Comment by GuB-42
6 hours ago
The lack of QA isn't felt right away. They are accumulating tech debt, which mean problems are becoming more frequent and harder to solve over time until they fix the fundamentals, and it doesn't feel like they intend to.
1. "isn't felt right away" then what's the correct timescale? Is it 2 years? Is it 5 years? We are looking at 10 years now. Do you have any studies on this that you can quote to prove that at Microsoft scale and for the product they develop, 10 years is the time when things go bad?
2. "becoming more frequent and harder to solve" how much more frequent and harder? Things works pretty fine during Windows 10, but these days I run into a bug in Windows 11 every other day myself.
It would be a surprise if this has more to do with QA from 2014 than vibe coding.
Updates breaking stuff already started when they moved from the security/bugfix-only updates to the add-new-features-into-the-mix model with Windows 10. That was roughly 10 years ago.
For example: https://www.zdnet.com/article/microsoft-on-windows-10-annive...
These things have been keeping happening.
These are multipliers. First, the QA left, but nothing major happened for years, automated tests did suffice. Then, vibe code happened, that with the lack of QA, led to disaster.
I doubt "studies" exist and proving every little assumption takes too much effort as per Brandolini's law.
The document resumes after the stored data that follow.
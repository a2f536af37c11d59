//! Return-distribution risk statistics for a single ticker.
//!
//! All stats are computed from daily simple returns of the close series.
//! With fewer than MIN_SAMPLES returns every metric is None and the rating
//! is Unknown rather than reporting noise from a handful of observations.

use analysis_core::{finite, AnalysisConfig, MarketSnapshot};
use serde::{Deserialize, Serialize};
use statrs::statistics::Statistics;

const TRADING_DAYS_PER_YEAR: f64 = 252.0;
/// Minimum daily returns required before any statistic is reported.
const MIN_SAMPLES: usize = 30;
/// z-score for the 5th percentile of a normal distribution.
const Z_95: f64 = 1.645;

#[derive(Debug, Clone, Copy, PartialEq, Eq, Serialize, Deserialize)]
#[serde(rename_all = "snake_case")]
pub enum RiskRating {
    Low,
    Moderate,
    High,
    VeryHigh,
    Unknown,
}

impl RiskRating {
    pub fn as_str(&self) -> &'static str {
        match self {
            RiskRating::Low => "low",
            RiskRating::Moderate => "moderate",
            RiskRating::High => "high",
            RiskRating::VeryHigh => "very_high",
            RiskRating::Unknown => "unknown",
        }
    }

    fn from_annual_volatility(vol: Option<f64>) -> Self {
        match vol {
            Some(v) if v <= 0.15 => RiskRating::Low,
            Some(v) if v <= 0.30 => RiskRating::Moderate,
            Some(v) if v <= 0.50 => RiskRating::High,
            Some(_) => RiskRating::VeryHigh,
            None => RiskRating::Unknown,
        }
    }
}

impl Default for RiskRating {
    fn default() -> Self {
        RiskRating::Unknown
    }
}

#[derive(Debug, Clone, Serialize, Deserialize)]
pub struct RiskMetrics {
    pub daily_volatility: Option<f64>,
    pub annual_volatility: Option<f64>,
    pub sharpe_ratio: Option<f64>,
    pub sortino_ratio: Option<f64>,
    /// Largest peak-to-trough decline, as a non-positive decimal.
    pub max_drawdown: Option<f64>,
    pub beta: Option<f64>,
    /// Historical 95% one-day value at risk (5th percentile daily return).
    pub var_historical_95: Option<f64>,
    /// Parametric (normal) 95% one-day VaR: mean - 1.645 sigma.
    pub var_parametric_95: Option<f64>,
    /// Annualized mean return divided by annual volatility.
    pub risk_adjusted_return: Option<f64>,
    pub rating: RiskRating,
    pub sample_count: usize,
}

impl Default for RiskMetrics {
    fn default() -> Self {
        RiskMetrics {
            daily_volatility: None,
            annual_volatility: None,
            sharpe_ratio: None,
            sortino_ratio: None,
            max_drawdown: None,
            beta: None,
            var_historical_95: None,
            var_parametric_95: None,
            risk_adjusted_return: None,
            rating: RiskRating::Unknown,
            sample_count: 0,
        }
    }
}

pub struct RiskAnalysisEngine;

impl RiskAnalysisEngine {
    pub fn analyze(snapshot: &MarketSnapshot, config: &AnalysisConfig) -> RiskMetrics {
        let returns = daily_returns(&snapshot.closes());
        if returns.len() < MIN_SAMPLES {
            tracing::warn!(
                "Insufficient return history for {} ({} returns, need {})",
                snapshot.ticker,
                returns.len(),
                MIN_SAMPLES
            );
            return RiskMetrics {
                sample_count: returns.len(),
                ..RiskMetrics::default()
            };
        }

        let mean_daily = returns.as_slice().mean();
        let daily_vol = finite(returns.as_slice().std_dev());
        let annual_vol = daily_vol.map(|v| v * TRADING_DAYS_PER_YEAR.sqrt());
        let annual_return = mean_daily * TRADING_DAYS_PER_YEAR;

        let sharpe = annual_vol.and_then(|vol| {
            if vol > 0.0 {
                finite((annual_return - config.risk_free_rate) / vol)
            } else {
                None
            }
        });

        let sortino = sortino_ratio(&returns, annual_return, config.risk_free_rate);
        let drawdown = max_drawdown(&snapshot.closes());
        let beta = beta(&returns, snapshot, config);

        let var_historical = historical_var_95(&returns);
        let var_parametric = daily_vol.and_then(|sd| finite(mean_daily - Z_95 * sd));

        // Needs a full trading year of history to be meaningful.
        let risk_adjusted = if returns.len() >= TRADING_DAYS_PER_YEAR as usize {
            annual_vol.and_then(|vol| {
                if vol > 0.0 {
                    finite(annual_return / vol)
                } else {
                    None
                }
            })
        } else {
            None
        };

        RiskMetrics {
            daily_volatility: daily_vol,
            annual_volatility: annual_vol,
            sharpe_ratio: sharpe,
            sortino_ratio: sortino,
            max_drawdown: drawdown,
            beta,
            var_historical_95: var_historical,
            var_parametric_95: var_parametric,
            risk_adjusted_return: risk_adjusted,
            rating: RiskRating::from_annual_volatility(annual_vol),
            sample_count: returns.len(),
        }
    }
}

/// Daily simple returns from a chronological close series. Zero closes are
/// skipped rather than producing infinities.
pub fn daily_returns(closes: &[f64]) -> Vec<f64> {
    closes
        .windows(2)
        .filter(|w| w[0] != 0.0)
        .filter_map(|w| finite((w[1] - w[0]) / w[0]))
        .collect()
}

fn sortino_ratio(returns: &[f64], annual_return: f64, risk_free_rate: f64) -> Option<f64> {
    let downside: Vec<f64> = returns.iter().copied().filter(|r| *r < 0.0).collect();
    if downside.is_empty() {
        return None;
    }
    let downside_var = downside.iter().map(|r| r * r).sum::<f64>() / downside.len() as f64;
    let downside_dev_annual = downside_var.sqrt() * TRADING_DAYS_PER_YEAR.sqrt();
    if downside_dev_annual > 0.0 {
        finite((annual_return - risk_free_rate) / downside_dev_annual)
    } else {
        None
    }
}

/// Largest peak-to-trough decline as a non-positive decimal (-0.25 = -25%).
pub fn max_drawdown(closes: &[f64]) -> Option<f64> {
    if closes.is_empty() {
        return None;
    }
    let mut peak = closes[0];
    let mut worst = 0.0_f64;
    for &close in closes {
        if close > peak {
            peak = close;
        } else if peak > 0.0 {
            worst = worst.min((close - peak) / peak);
        }
    }
    finite(worst)
}

/// 5th-percentile daily return by sorting the empirical distribution.
fn historical_var_95(returns: &[f64]) -> Option<f64> {
    if returns.is_empty() {
        return None;
    }
    let mut sorted = returns.to_vec();
    sorted.sort_by(|a, b| a.partial_cmp(b).unwrap_or(std::cmp::Ordering::Equal));
    let idx = ((sorted.len() as f64) * 0.05).floor() as usize;
    finite(sorted[idx.min(sorted.len() - 1)])
}

/// Beta against the benchmark via covariance over paired daily returns.
/// Falls back to the profile beta when paired history is too short.
fn beta(returns: &[f64], snapshot: &MarketSnapshot, _config: &AnalysisConfig) -> Option<f64> {
    let bench_closes: Vec<f64> = snapshot.benchmark_bars.iter().map(|b| b.close).collect();
    let bench_returns = daily_returns(&bench_closes);

    let n = returns.len().min(bench_returns.len());
    if n < MIN_SAMPLES {
        return snapshot.profile.beta.and_then(finite);
    }

    // Align on the trailing n returns of each series.
    let asset = &returns[returns.len() - n..];
    let bench = &bench_returns[bench_returns.len() - n..];

    let asset_mean = asset.mean();
    let bench_mean = bench.mean();
    let mut covariance = 0.0;
    let mut bench_variance = 0.0;
    for i in 0..n {
        covariance += (asset[i] - asset_mean) * (bench[i] - bench_mean);
        bench_variance += (bench[i] - bench_mean).powi(2);
    }

    if bench_variance > 0.0 {
        finite(covariance / bench_variance)
    } else {
        snapshot.profile.beta.and_then(finite)
    }
}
Windows is like a fractal layer of progressive enhancements. You can drill into esoteric windows features and almost physically see the different decades windows has existed in, not unlike a physical tree (with leaves).
They won't fix the fundamentals, the next API layer will just be built over the broken one.
Windows 10 managed to mature in a way that 11 still hasn't over four years in, though.